December 30, 2016
Disclosure Reform: How Should Companies Make Disclosure Available?
Way back before the SEC started putting out concept releases related to its disclosure effectiveness project, I blogged a few times about disclosure reform (& I was recently interviewed about the topic in this MergerMarket report). I like some of the ideas that SEC Commissioner Kara Stein laid out in this speech earlier this year.
I now tackle how companies should make the disclosure available. Obviously, companies can make disclosure available through SEC filings – a topic that is covered in the next item below. But companies make disclosure available outside of their SEC reporting stream:
This is a tougher topic than it might seem – even though we really are working off a clean slate. There is minimal regulation of IR web pages, social media channels, etc. Other than a few requirements (eg. breaking out Section 16 reports on a SEC filing stream), companies have great liberty on how they make information available.
Should this change? I do believe companies should continue to have great liberty. But I also believe there needs to be a bare minimum as the quality of what companies are doing varies greatly. And many companies are near the bottom of the barrel.
One argument that I have heard is that “investors rarely bother looking at my IR web page, so why should I care?” I have two answers for that – one reason they might not be looking is because you don’t care and there’s nothing there. The bigger answer is that if disclosure reform is successful and companies do start disclosing more meaningful information, then investors will care more about how you make it available.
So what do I mean about bare minimum? I’m thinking out loud here – but I do think the minimum needs to apply to more than just the IR web pages. I think that once a social media channel becomes mainstream, then companies should be under an obligation to deliver information via that channel. This is akin to the listing standards for the stock exchanges requiring a press release. It all boils down to how investors expect information to be delivered. Let me know what you think.
Disclosure Reform: How Should Companies “File” Disclosure?
In what ways should companies “file” their disclosure so that investors can rest assured that it really is the company that made the disclosure? And perhaps this is also necessary for liability purposes?
I do think Edgar is necessary. There needs to be a well-known repository of information that investors can feel comfortable as being trustworthy. Edgar certainly is branded by now and it wouldn’t make sense to change its name or purpose. However, it does make sense to reconsider how disclosure filings are displayed. The suggestions that have been bandied about for some time make sense to seriously consider – e.g., requiring companies to file a “core” disclosure or “company profile” document with information that changes infrequently, supplemented by periodic and current disclosure filings with information that changes from period to period. In addition, there would be transactional filings that have information relating to specific offerings or shareholder solicitations.
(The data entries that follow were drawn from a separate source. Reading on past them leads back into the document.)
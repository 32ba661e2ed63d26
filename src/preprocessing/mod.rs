//! Data preprocessing module
//!
//! Turns a raw mixed-type table into a fully numeric one:
//! - Missing value imputation (column mean for numeric columns)
//! - Label encoding of categorical columns (sorted distinct values)
//! - Standard scaling (zero mean, unit population variance)
//!
//! The fitted state lives in [`DataPreprocessor`] so the exact same
//! transformation can be replayed on new data.

mod config;
mod encoder;
mod imputer;
mod pipeline;
mod scaler;

pub use config::PreprocessingConfig;
pub use encoder::Encoder;
pub use imputer::{ImputeStrategy, Imputer};
pub use pipeline::{preprocess_data, DataPreprocessor};
pub use scaler::Scaler;

use crate::error::{Result, TabforgeError};
use polars::prelude::*;
use serde::{Deserialize, Serialize};

/// Column data type for preprocessing
#[derive(Debug, Clone, PartialEq, Serialize, Deserialize)]
pub enum ColumnType {
    Numeric,
    Categorical,
}

impl ColumnType {
    /// Classify a polars dtype, `None` for dtypes the pipeline cannot handle
    pub fn from_dtype(dtype: &DataType) -> Option<Self> {
        match dtype {
            DataType::Int8
            | DataType::Int16
            | DataType::Int32
            | DataType::Int64
            | DataType::UInt8
            | DataType::UInt16
            | DataType::UInt32
            | DataType::UInt64
            | DataType::Float32
            | DataType::Float64
            | DataType::Boolean => Some(ColumnType::Numeric),
            DataType::String | DataType::Categorical(_, _) => Some(ColumnType::Categorical),
            _ => None,
        }
    }
}

/// Feature statistics computed during fit
#[derive(Debug, Clone, Serialize, Deserialize)]
pub struct FeatureStats {
    pub name: String,
    pub dtype: ColumnType,
    pub count: usize,
    pub null_count: usize,
    pub mean: Option<f64>,
    pub std: Option<f64>,
    pub min: Option<f64>,
    pub max: Option<f64>,
    pub unique_count: Option<usize>,
    pub categories: Option<Vec<String>>,
}

impl FeatureStats {
    /// Create new feature statistics
    pub fn new(name: impl Into<String>, dtype: ColumnType) -> Self {
        Self {
            name: name.into(),
            dtype,
            count: 0,
            null_count: 0,
            mean: None,
            std: None,
            min: None,
            max: None,
            unique_count: None,
            categories: None,
        }
    }

    /// Compute statistics from a numeric series (NaN counts as missing)
    pub fn from_numeric_series(name: &str, series: &Series) -> Result<Self> {
        let mut stats = Self::new(name, ColumnType::Numeric);
        let values = numeric_values(series)?;
        stats.count = values.len();
        stats.null_count = values.iter().filter(|v| v.is_none()).count();

        let present: Vec<f64> = values.into_iter().flatten().collect();
        if !present.is_empty() {
            let n = present.len() as f64;
            let mean = present.iter().sum::<f64>() / n;
            let var = present.iter().map(|v| (v - mean).powi(2)).sum::<f64>() / n;
            stats.mean = Some(mean);
            stats.std = Some(var.sqrt());
            stats.min = present.iter().copied().reduce(f64::min);
            stats.max = present.iter().copied().reduce(f64::max);
        }

        Ok(stats)
    }

    /// Compute statistics from a categorical series
    pub fn from_categorical_series(name: &str, series: &Series) -> Result<Self> {
        let mut stats = Self::new(name, ColumnType::Categorical);
        stats.count = series.len();
        stats.null_count = series.null_count();

        let mut categories: Vec<String> = string_values(series)?
            .into_iter()
            .flatten()
            .collect();
        categories.sort();
        categories.dedup();
        stats.unique_count = Some(categories.len());
        stats.categories = Some(categories);

        Ok(stats)
    }
}

/// Read a numeric series as `f64`, mapping both null and NaN to `None`.
/// Values that do not parse as numbers are an error, not a silent null.
pub(crate) fn numeric_values(series: &Series) -> Result<Vec<Option<f64>>> {
    let casted = series.strict_cast(&DataType::Float64).map_err(|e| {
        TabforgeError::PreprocessingError(format!(
            "column '{}' cannot be converted to numeric: {}",
            series.name(),
            e
        ))
    })?;
    let ca = casted.f64()?;
    Ok(ca
        .into_iter()
        .map(|opt| opt.filter(|v| !v.is_nan()))
        .collect())
}

/// Read a string or categorical series as owned strings
pub(crate) fn string_values(series: &Series) -> Result<Vec<Option<String>>> {
    let casted = series.cast(&DataType::String)?;
    let ca = casted
        .str()
        .map_err(|e| TabforgeError::PreprocessingError(e.to_string()))?;
    Ok(ca.into_iter().map(|opt| opt.map(str::to_string)).collect())
}

/// Build a named `Float64` series from optional values
pub(crate) fn float_series(name: PlSmallStr, values: impl IntoIterator<Item = Option<f64>>) -> Series {
    let ca: Float64Chunked = values.into_iter().collect();
    ca.with_name(name).into_series()
}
And then there is my pet peeve about form labels and how confusing they must be for retail investors. How does a small investor know that – when they search Edgar – a proxy statement is called a “DEF 14A”? The nomenclature on Edgar should change sooner rather than later…
More on “Disclosure Reform: What Do Investors Want?”
Joe Hall of Davis Polk responded to my blog about what investors want by noting:
I think the most important point is the one you get to in the second post. The series of questions I would ask is, who is the investor we are writing for? What are the needs of that particular investor? What does that investor need to be informed about and what do we not need to bother with?
Lawyers who write disclosure, much less company officers who write disclosure, never really focus on this question and it’s because to the extent the SEC has addressed it, they have come up with things like the plain English rules that suggest we are communicating to readers with a ninth grade education and no discernible quantitative skills. And of course court decisions focus on the “reasonable investor” who does not exist.
We don’t really know who to write for because the SEC has never done any studies to find out who reads company disclosures. But ask yourself how likely it is that retail investors get any information at all from 34 Act or 33 Act filings. I would be it is between zero and something less than 1%. Probably why the SEC studiously avoids the question. And I completely agree with your critique of EDGAR. It’s a joke to think that a novice could find anything on it.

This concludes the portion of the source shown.